Drinks (BEER & WINE) is always FREE here !


----------



## Flem (Apr 29, 2011)

Runningwolf said:


> Thats Great Larry. Stop by the chat room some night and the drinks for you are free the rest of the month. We got a new fruit press there, you may want to come in and meet her!



Larry, Keep in mind that tomorrow is the last day of the month.


----------



## docanddeb (Apr 30, 2011)

Congrats on the retirement. I have 13 yrs to go!! We visit Tonawanda area when visiting hubby's kids... in Lancaster.

Sleep late... it will be hard at first... extra cup of coffee on the deck... relax a bit before you start "the list"....

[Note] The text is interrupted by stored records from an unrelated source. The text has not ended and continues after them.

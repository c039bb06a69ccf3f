use std::collections::HashMap;
use std::sync::Arc;

use tokio::sync::{RwLock, mpsc, watch};
use tracing::{Instrument, error, info, info_span, warn};
use uuid::Uuid;

use super::job_log_layer::JobLogBuffer;
use crate::app::{HookEvent, Job, JobContext, JobError, JobService};
use crate::domain::errors::{Error, Result};
use crate::domain::job::{JobData, JobMetadata, JobParameters, JobStatus, StatusChange};

pub const DEFAULT_MAX_ATTEMPTS: u32 = 3;

type RunningJobs = Arc<RwLock<HashMap<String, watch::Sender<bool>>>>;

/// In-process job runtime: runs registered job kinds on tokio tasks and
/// reports every status change to the job's status hook.
pub struct LocalJobService {
    kinds: HashMap<String, Arc<dyn Job>>,
    max_attempts: u32,
    running: RunningJobs,
    logs: JobLogBuffer,
    hooks: mpsc::UnboundedSender<HookEvent>,
}

impl LocalJobService {
    pub fn new(
        max_attempts: u32,
        logs: JobLogBuffer,
        hooks: mpsc::UnboundedSender<HookEvent>,
    ) -> Self {
        Self {
            kinds: HashMap::new(),
            max_attempts: max_attempts.max(1),
            running: RunningJobs::default(),
            logs,
            hooks,
        }
    }

    pub fn with_job(mut self, name: impl Into<String>, job: Arc<dyn Job>) -> Self {
        self.kinds.insert(name.into(), job);
        self
    }

    pub async fn is_running(&self, job_id: &str) -> bool {
        self.running.read().await.contains_key(job_id)
    }
}

struct Execution {
    job_id: String,
    job: Arc<dyn Job>,
    parameters: JobParameters,
    hook_url: String,
    max_attempts: u32,
    stop: watch::Receiver<bool>,
    hooks: mpsc::UnboundedSender<HookEvent>,
    running: RunningJobs,
}

impl Execution {
    fn emit(&self, status: JobStatus, check_in: Option<String>, revision: i64) {
        let event = HookEvent {
            hook_url: self.hook_url.clone(),
            change: StatusChange {
                job_id: self.job_id.clone(),
                status: status.to_string(),
                check_in,
                metadata: JobMetadata {
                    revision,
                    parameters: self.parameters.clone(),
                },
            },
        };
        if self.hooks.send(event).is_err() {
            warn!(%status, "nobody is listening to job status hooks");
        }
    }

    async fn attempt(&self, revision: i64) -> std::result::Result<(), JobError> {
        let (check_in_tx, mut check_ins) = mpsc::unbounded_channel();
        let ctx = JobContext::new(&self.job_id, check_in_tx, self.stop.clone());

        let job = self.job.clone();
        let parameters = &self.parameters;
        let run = async move {
            let result = job.run(&ctx, parameters).await;
            drop(ctx);
            result
        };
        let forward = async {
            while let Some(check_in) = check_ins.recv().await {
                self.emit(JobStatus::Running, Some(check_in), revision);
            }
        };

        let (result, ()) = tokio::join!(run, forward);
        result
    }

    async fn run(self) {
        for attempt in 1..=self.max_attempts {
            let revision = i64::from(attempt);
            self.emit(JobStatus::Running, None, revision);

            match self.attempt(revision).await {
                Ok(()) => {
                    info!(attempt, "job succeeded");
                    self.emit(JobStatus::Success, None, revision);
                    break;
                }
                Err(_) if *self.stop.borrow() => {
                    info!(attempt, "job stopped");
                    self.emit(JobStatus::Stopped, None, revision);
                    break;
                }
                Err(err) if err.is_retriable() && attempt < self.max_attempts => {
                    warn!(attempt, error = %err, "job failed, retrying");
                }
                Err(err) => {
                    error!(attempt, error = %err, "job failed");
                    self.emit(JobStatus::Error, None, revision);
                    break;
                }
            }
        }

        self.running.write().await.remove(&self.job_id);
    }
}

#[async_trait::async_trait]
impl JobService for LocalJobService {
    async fn submit(&self, data: JobData) -> Result<String> {
        let job = self
            .kinds
            .get(&data.name)
            .cloned()
            .ok_or_else(|| Error::BadRequest(format!("unknown job kind {}", data.name)))?;
        job.validate(&data.parameters)?;

        let job_id = Uuid::new_v4().simple().to_string();
        let (stop_tx, stop) = watch::channel(false);
        self.running.write().await.insert(job_id.clone(), stop_tx);
        self.logs.open(&job_id);

        let execution = Execution {
            job_id: job_id.clone(),
            job,
            parameters: data.parameters,
            hook_url: data.status_hook,
            max_attempts: self.max_attempts,
            stop,
            hooks: self.hooks.clone(),
            running: self.running.clone(),
        };
        let span = info_span!("job", job_id = %job_id, kind = %data.name);
        tokio::spawn(execution.run().instrument(span));

        Ok(job_id)
    }

    async fn stop(&self, job_id: &str) -> Result<()> {
        let running = self.running.read().await;
        let stop = running
            .get(job_id)
            .ok_or_else(|| Error::NotFound(format!("running job {job_id}")))?;
        // The job may finish between the lookup and the send.
        let _ = stop.send(true);
        Ok(())
    }

    async fn get_job_log(&self, job_id: &str) -> Result<Option<String>> {
        Ok(self.logs.get(job_id))
    }
}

Thanks for serving us all in the name of freedom.

Debbie


----------



## Randoneur (May 1, 2011)

Enjoy your retirement!!!!!!!!


----------



## bdcl1977 (May 1, 2011)

I retired 2 years ago and I have not missed going to work at all. I hope it works as well for you. Now your function is to spoil the grandchildren even more, you now have more time to plan, plot and scheme. 
Be Happy
Jim


----------



## SBWs (May 1, 2011)

Congrats, now you get to work for yourself. Good Luck!


----------



## Larryh86GT (May 2, 2011)

Today is day one of retirement - Over the weekend it felt like it was a 3 day weekend. I slept in til 830 this morning when the phone rang and it was my son congratulating me on making it to retirement. I think I can get the hang of this...


----------



## Randoneur (May 2, 2011)

You've seen the ad where the guy skips his pager or cell phone out to sea --- do that with the alarm clock!!!


----------



## docanddeb (May 2, 2011)

WOO HOO!!

You've mastered retirement!! Congrats!! Now do it again tomorrow!

Debbie


----------



## rocket man (May 3, 2011)

Man I envy you. I have at least 2 or 3 years till I can retire. Sure looking forward to it though.


----------